Why? Because it’s rude for an OS to replace third-party app logos when those logos are often part of a brand.
It’s different when a user chooses to do this — it’s their system — but not when an OS vendor does it (who often get protective about their own brand and logo).
Why Use Pop OS? You Shouldn’t (IMO)
If you came here hoping to see me land a KO blow for one side of the Pop OS vs Ubuntu debate, you have my apologies. Best make your way to the ticket booth and ask for a refund.
I rarely venture an opinion on my own site, and sometimes when I do, a bunch of you will chime in to tell me I’m wrong. I don’t mind that; it’s a great way to learn.

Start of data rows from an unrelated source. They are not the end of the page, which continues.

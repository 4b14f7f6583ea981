mod tracing_common;

use bytes::Bytes;
use enumflags2::BitFlags;
use weft_h2::{
    frame::{FrameType, HeadersFlags},
    Frame, H2ConnectionError, H2ErrorLevel, H2StreamError, HeaderBlockParser, PingParser, SettingsParser,
    StreamId, TransportParsing, WindowUpdateParser,
};

pub(crate) use tracing_common::setup_tracing;

#[derive(Debug)]
pub(crate) enum FeedError {
    Connection(H2ConnectionError),
    Stream(StreamId, H2StreamError),
}

impl From<H2ConnectionError> for FeedError {
    fn from(e: H2ConnectionError) -> Self {
        Self::Connection(e)
    }
}

/// Routes every frame in `wire` to its parser, handing payloads over in
/// `chunk_size` slices.
pub(crate) fn feed(
    transport: &mut TransportParsing,
    mut wire: &[u8],
    chunk_size: usize,
) -> Result<(), FeedError> {
    while !wire.is_empty() {
        let (rest, frame) = Frame::parse(wire).expect("incomplete frame header");
        let (payload, rest) = rest.split_at(frame.len as usize);
        wire = rest;

        let chunks: Vec<&[u8]> = if payload.is_empty() {
            vec![&[]]
        } else {
            payload.chunks(chunk_size).collect()
        };
        let last = chunks.len() - 1;

        match frame.frame_type {
            FrameType::Data(_) => {
                let stream_id = frame.stream_id;
                let stream_err = |e| FeedError::Stream(stream_id, e);
                let stream = transport
                    .begin_data_frame(&frame)
                    .map_err(|e| match e {
                        H2ErrorLevel::Connection(e) => FeedError::Connection(e),
                        H2ErrorLevel::Stream(e) => stream_err(e),
                    })?;
                for (i, chunk) in chunks.into_iter().enumerate() {
                    stream
                        .parse_data(Bytes::copy_from_slice(chunk), i == last)
                        .map_err(stream_err)?;
                }
            }
            FrameType::Headers(_) | FrameType::Continuation(_) => {
                let mut parser = HeaderBlockParser::begin_frame(&frame, transport)?;
                for (i, chunk) in chunks.into_iter().enumerate() {
                    parser.parse(transport, chunk, i == last)?;
                }
            }
            FrameType::Settings(_) => {
                let mut parser = SettingsParser::begin_frame(&frame, transport)?;
                for (i, chunk) in chunks.into_iter().enumerate() {
                    parser.parse(transport, chunk, i == last)?;
                }
            }
            FrameType::Ping(_) => {
                let mut parser = PingParser::begin_frame(&frame, transport)?;
                for (i, chunk) in chunks.into_iter().enumerate() {
                    parser.parse(transport, chunk, i == last)?;
                }
            }
            FrameType::WindowUpdate => {
                let mut parser = WindowUpdateParser::begin_frame(&frame, transport)?;
                for (i, chunk) in chunks.into_iter().enumerate() {
                    parser.parse(transport, chunk, i == last)?;
                }
            }
            other => panic!("no parser for {other:?}"),
        }
    }
    Ok(())
}

/// Appends a frame, header and payload, to `out`.
pub(crate) fn push_frame(
    out: &mut Vec<u8>,
    frame_type: FrameType,
    stream_id: u32,
    payload: &[u8],
) {
    Frame::new(frame_type, StreamId(stream_id))
        .with_len(payload.len() as u32)
        .write_into(&mut *out)
        .unwrap();
    out.extend_from_slice(payload);
}

pub(crate) fn headers_flags(flags: &[HeadersFlags]) -> FrameType {
    FrameType::Headers(flags.iter().copied().collect::<BitFlags<_>>())
}

/// A length-prefixed message as it travels in DATA frames.
pub(crate) fn message(compressed: bool, body: &[u8]) -> Vec<u8> {
    let mut out = vec![compressed as u8];
    out.extend_from_slice(&(body.len() as u32).to_be_bytes());
    out.extend_from_slice(body);
    out
}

But in this instance, for me personally, I don’t see any appreciable value in Pop OS. Certainly nothing that would make me recommend it over regular Ubuntu 19.04 (or over something like Ubuntu MATE 19.04 now that it comes with a glut of GPU niceties onboard).
Pop OS has a nice enough GTK theme and icon set (as most distributions do) and a couple of interesting desktop tools (like a USB flashing tool).
But it also comes cosseted in reams cool marketing speak about “creators”, “automation”, “makers” and other fluff.
Now, maybe if you own one of their rebranded Clevo laptops there’s some substance to the buzzwords. But for, reading it as an outsider, telling me I can use the command line to install Tensorflow is… Like, you know you can do that in Ubuntu, right?!
Indeed, that’s the rub with most of the features touted on the Pop OS website: they are common to virtually every modern Linux distro out there!
Don’t get me wrong: highlighting those capabilities is a great bit of marketing. Ubuntu should do it too. But, as a Linux user, I find it a bit “And?”.
So, erm why not just ship Ubuntu, folks? 😆
Still, opinions opposite to mine are readily available elsewhere online (and given that this little distro is managing to find a vocal following, said opinions are not difficult to find either).
Oh, and isn’t it actually spelt Pop!_OS?
Yes, but I’m not five years old. 😘
Download Pop OS 19.04
If you run the previous version of Pop OS (based on Ubuntu 18.10) you can upgrade to Pop OS 19.04 using the built-in system update (a quick way to get it to show is to run the
do-release-upgrade -c command).
Flash them to a USB or write them to a disc, and install them like an regular Linux distro (because Pop OS is just a regular Linux distro too).